**What is required:** Can you retype only the lines from the one with "has no atomic" through the final line of the material, exactly as given?
::: Supplied material
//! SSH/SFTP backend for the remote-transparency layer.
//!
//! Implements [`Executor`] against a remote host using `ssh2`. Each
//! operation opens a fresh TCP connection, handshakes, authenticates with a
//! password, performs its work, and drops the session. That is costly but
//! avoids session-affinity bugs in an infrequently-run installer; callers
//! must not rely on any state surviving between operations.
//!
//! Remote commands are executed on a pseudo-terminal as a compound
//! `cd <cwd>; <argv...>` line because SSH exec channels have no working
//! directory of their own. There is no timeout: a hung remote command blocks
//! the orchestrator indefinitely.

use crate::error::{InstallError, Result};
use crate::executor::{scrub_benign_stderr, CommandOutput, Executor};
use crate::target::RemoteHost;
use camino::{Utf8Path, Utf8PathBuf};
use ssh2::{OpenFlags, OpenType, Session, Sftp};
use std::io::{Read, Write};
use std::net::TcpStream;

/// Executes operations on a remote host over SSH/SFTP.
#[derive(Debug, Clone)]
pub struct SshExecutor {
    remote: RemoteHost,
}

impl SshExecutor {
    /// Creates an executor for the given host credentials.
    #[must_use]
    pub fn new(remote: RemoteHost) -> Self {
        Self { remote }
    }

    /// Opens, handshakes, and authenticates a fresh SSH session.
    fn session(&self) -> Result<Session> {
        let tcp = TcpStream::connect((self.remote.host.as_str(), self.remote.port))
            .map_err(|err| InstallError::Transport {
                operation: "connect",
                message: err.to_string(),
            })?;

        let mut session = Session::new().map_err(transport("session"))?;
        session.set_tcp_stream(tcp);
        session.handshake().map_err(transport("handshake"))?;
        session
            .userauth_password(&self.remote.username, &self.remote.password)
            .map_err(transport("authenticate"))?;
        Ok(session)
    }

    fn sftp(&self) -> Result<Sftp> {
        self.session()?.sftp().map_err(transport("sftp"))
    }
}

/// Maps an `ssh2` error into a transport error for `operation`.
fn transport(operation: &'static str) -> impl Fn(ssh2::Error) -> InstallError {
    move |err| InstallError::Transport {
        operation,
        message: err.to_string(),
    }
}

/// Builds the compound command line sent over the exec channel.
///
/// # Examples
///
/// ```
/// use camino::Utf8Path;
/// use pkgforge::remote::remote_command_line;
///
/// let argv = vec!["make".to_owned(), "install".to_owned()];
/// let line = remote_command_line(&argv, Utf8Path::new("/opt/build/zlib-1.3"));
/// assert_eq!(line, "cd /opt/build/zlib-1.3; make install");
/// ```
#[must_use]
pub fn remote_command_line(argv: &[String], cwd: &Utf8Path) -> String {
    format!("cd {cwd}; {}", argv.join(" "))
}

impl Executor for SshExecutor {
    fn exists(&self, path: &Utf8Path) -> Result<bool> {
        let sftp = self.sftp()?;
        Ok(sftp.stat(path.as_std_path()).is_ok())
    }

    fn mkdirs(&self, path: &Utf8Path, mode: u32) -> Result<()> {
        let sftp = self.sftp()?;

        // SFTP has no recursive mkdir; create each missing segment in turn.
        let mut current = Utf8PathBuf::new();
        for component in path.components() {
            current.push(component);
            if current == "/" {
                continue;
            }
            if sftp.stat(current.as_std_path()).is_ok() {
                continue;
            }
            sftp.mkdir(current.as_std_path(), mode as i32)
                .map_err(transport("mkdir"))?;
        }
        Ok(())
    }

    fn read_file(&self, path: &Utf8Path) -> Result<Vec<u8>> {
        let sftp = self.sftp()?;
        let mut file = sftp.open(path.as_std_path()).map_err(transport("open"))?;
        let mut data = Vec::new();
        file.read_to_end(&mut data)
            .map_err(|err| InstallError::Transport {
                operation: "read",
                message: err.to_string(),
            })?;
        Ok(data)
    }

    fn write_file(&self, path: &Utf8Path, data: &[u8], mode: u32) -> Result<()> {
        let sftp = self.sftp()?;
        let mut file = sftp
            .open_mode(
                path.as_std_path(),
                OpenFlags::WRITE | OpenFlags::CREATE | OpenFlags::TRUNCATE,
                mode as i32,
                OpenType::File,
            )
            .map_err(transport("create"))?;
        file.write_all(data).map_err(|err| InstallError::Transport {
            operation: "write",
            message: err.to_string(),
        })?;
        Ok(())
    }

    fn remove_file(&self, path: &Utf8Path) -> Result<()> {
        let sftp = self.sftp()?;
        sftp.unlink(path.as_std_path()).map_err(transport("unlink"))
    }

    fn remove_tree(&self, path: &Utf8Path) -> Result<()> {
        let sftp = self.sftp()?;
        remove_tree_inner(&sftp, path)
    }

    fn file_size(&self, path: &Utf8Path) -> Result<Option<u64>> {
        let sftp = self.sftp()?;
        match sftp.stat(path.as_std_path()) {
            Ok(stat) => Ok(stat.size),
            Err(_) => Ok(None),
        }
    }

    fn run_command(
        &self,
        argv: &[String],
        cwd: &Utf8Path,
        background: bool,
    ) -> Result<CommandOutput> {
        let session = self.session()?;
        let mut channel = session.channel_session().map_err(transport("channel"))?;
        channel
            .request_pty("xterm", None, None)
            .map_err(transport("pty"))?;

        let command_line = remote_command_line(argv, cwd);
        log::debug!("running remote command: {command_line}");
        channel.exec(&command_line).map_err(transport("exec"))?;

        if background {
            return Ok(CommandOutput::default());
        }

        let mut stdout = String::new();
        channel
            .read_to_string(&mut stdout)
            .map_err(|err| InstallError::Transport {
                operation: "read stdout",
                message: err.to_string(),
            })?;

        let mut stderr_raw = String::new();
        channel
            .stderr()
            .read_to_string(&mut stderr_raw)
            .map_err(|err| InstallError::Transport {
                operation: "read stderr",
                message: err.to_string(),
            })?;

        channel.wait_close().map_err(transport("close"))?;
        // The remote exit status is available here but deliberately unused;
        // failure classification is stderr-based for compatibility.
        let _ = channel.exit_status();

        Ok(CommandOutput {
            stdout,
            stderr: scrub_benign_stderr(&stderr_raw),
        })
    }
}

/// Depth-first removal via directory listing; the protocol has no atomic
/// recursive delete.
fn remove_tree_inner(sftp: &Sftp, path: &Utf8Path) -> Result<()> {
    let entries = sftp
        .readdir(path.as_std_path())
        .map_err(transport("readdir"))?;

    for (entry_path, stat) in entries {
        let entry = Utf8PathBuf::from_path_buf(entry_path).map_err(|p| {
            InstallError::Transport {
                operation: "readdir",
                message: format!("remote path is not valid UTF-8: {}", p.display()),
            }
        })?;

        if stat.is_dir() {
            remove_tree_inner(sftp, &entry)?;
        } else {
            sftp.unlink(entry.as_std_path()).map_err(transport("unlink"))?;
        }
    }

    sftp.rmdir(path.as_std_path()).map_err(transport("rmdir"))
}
::::::
**Exercise response:**
/// Depth-first removal via directory listing; the protocol has no atomic
/// recursive delete.
fn remove_tree_inner(sftp: &Sftp, path: &Utf8Path) -> Result<()> {
    let entries = sftp
        .readdir(path.as_std_path())
        .map_err(transport("readdir"))?;

    for (entry_path, stat) in entries {
        let entry = Utf8PathBuf::from_path_buf(entry_path).map_err(|p| {
            InstallError::Transport {
                operation: "readdir",
                message: format!("remote path is not valid UTF-8: {}", p.display()),
            }
        })?;

        if stat.is_dir() {
            remove_tree_inner(sftp, &entry)?;
        } else {
            sftp.unlink(entry.as_std_path()).map_err(transport("unlink"))?;
        }
    }

    sftp.rmdir(path.as_std_path()).map_err(transport("rmdir"))
}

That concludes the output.